- © David Métra/SC
La question a d’abord été évoquée le 14 décembre lors de la table ronde de la commission des affaires sociales sur l’insertion par l’activité économique (IAE), puis le lendemain, lors de la présentation du rapport sur la performance des politiques sociales en Europe.
Précarité
Martine Carrillon-Couvreur (Divers gauche) s’est montrée préoccupée de la précarité des emplois d’insertion et de la place faite aux personnes handicapées dans ces emplois.
Retour au chômage
Martine Billard (Gauche démocrate et républicaine) s’est, elle, inquiétée du raccourcissement par l’État de la durée des contrats aidés. Invité par la commission des affaires sociales, Pascal Duprez, de la Fnars (fédération d’associations d’accueil et de réinsertion sociale, dont le Secours Catholique) précisait que les durées de contrats ne dépassant pas six mois conduisent leurs bénéficiaires au retour au chômage.

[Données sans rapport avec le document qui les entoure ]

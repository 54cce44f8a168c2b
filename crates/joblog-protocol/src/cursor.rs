//! Opaque fetch position issued by the server.

use std::fmt;

use serde::{Deserialize, Serialize};

/// Server-issued fetch position.
///
/// The server currently emits integers, but the value is treated as opaque:
/// it is echoed back verbatim as the `token` query parameter.
#[derive(Debug, Clone, PartialEq, Eq, Hash, Serialize, Deserialize)]
#[serde(from = "RawCursor", into = "RawCursor")]
pub struct Cursor(String);

#[derive(Serialize, Deserialize)]
#[serde(untagged)]
enum RawCursor {
    Number(u64),
    Text(String),
}

impl From<RawCursor> for Cursor {
    fn from(raw: RawCursor) -> Self {
        match raw {
            RawCursor::Number(n) => Cursor(n.to_string()),
            RawCursor::Text(s) => Cursor(s),
        }
    }
}

impl From<Cursor> for RawCursor {
    fn from(cursor: Cursor) -> Self {
        match cursor.0.parse::<u64>() {
            Ok(n) => RawCursor::Number(n),
            Err(_) => RawCursor::Text(cursor.0),
        }
    }
}

impl Cursor {
    /// Cursor used for the very first request of a job.
    pub fn initial() -> Self {
        Cursor("0".to_string())
    }

    /// Wrap a raw token value.
    pub fn new(token: impl Into<String>) -> Self {
        Cursor(token.into())
    }

    /// The value sent as the `token` query parameter.
    pub fn as_str(&self) -> &str {
        &self.0
    }
}

impl Default for Cursor {
    fn default() -> Self {
        Self::initial()
    }
}

impl fmt::Display for Cursor {
    fn fmt(&self, f: &mut fmt::Formatter<'_>) -> fmt::Result {
        f.write_str(&self.0)
    }
}
//! Job Log Protocol Types
//!
//! Defines the JSON shapes served by the job log events endpoint:
//! individual log events and the cursor-paged response that carries them.

pub mod cursor;
pub mod error;
pub mod event;
pub mod page;

pub use cursor::Cursor;
pub use error::DecodeError;
pub use event::{Event, JobResult, Timestamp};
pub use page::EventsPage;

/// Query parameter carrying the cursor on every events request.
pub const CURSOR_QUERY_PARAM: &str = "token";

/// Known `event` tag values.
pub mod names {
    pub const CMD_STARTED: &str = "cmd_started";
    pub const CMD_OUTPUT: &str = "cmd_output";
    pub const CMD_FINISHED: &str = "cmd_finished";
    pub const JOB_FINISHED: &str = "job_finished";
}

Expérimentation au Secours Catholique
Vincent Godebout, responsable de l’insertion par l’activité économique au Secours Catholique, fait toutefois état d’une expérimentation de parcours d’insertion à « durée adaptée » (jusqu’à cinq ans), dans la région Rhône-Alpes.
Salaires inférieurs au seuil de pauvreté
Alexandre Bonjour, de la fédération Coorace d’entreprises de l’économie sociale et solidaire, soulignait pour sa part que les salaires attribués à ces temps partiels sont inférieurs au seuil de pauvreté.
Accompagnement insuffisant
Le lendemain 15 décembre, Michel Heinrich, député UMP des Vosges et rapporteur de l’étude sur « la performance des politiques sociales en Europe », mettait le doigt sur l’absence d’accompagnement des détenteurs de contrats aidés en fin de contrat et l’instabilité des politiques présidant à ces contrats.
Le Secours Catholique tente, à son niveau, de remédier à cela par un accompagnement bénévole, à Bordeaux, de personnes accédant à l’entreprise, au terme de leur contrat aidé.
100 000 contrats pour les chantiers et ateliers d’insertion
Intervenant en contrepoint lors de la table ronde du 14, Gabrielle Hoppé, du ministère du Travail, mettait dans la balance les 100 000 contrats aidés réservés par l’État aux chantiers et ateliers d’insertion et les 200 millions d’euros dédiés à l’IAE, tout en concédant des « contraintes » à surmonter dans la finalité du retour à l’emploi.
Progrès attendus
Pierre Méhaignerie, président (UMP) de la commission des affaires sociales de l’Assemblée, soulignait la nécessité de progrès importants dans l’insertion par l’activité économique, qui draine une grande partie des contrats aidés.
Compte tenu de la complexité du sujet, de la dispersion des autorités qui en sont responsables, et de l’« empilement des dispositifs et des contrats pas forcément adaptés aux besoins des personnes », selon les termes de Mme Carrillon-Couvreur, M. Méhaignerie attend aussi des éclaircissements de la Cour des comptes, qui a mis le sujet à l’étude.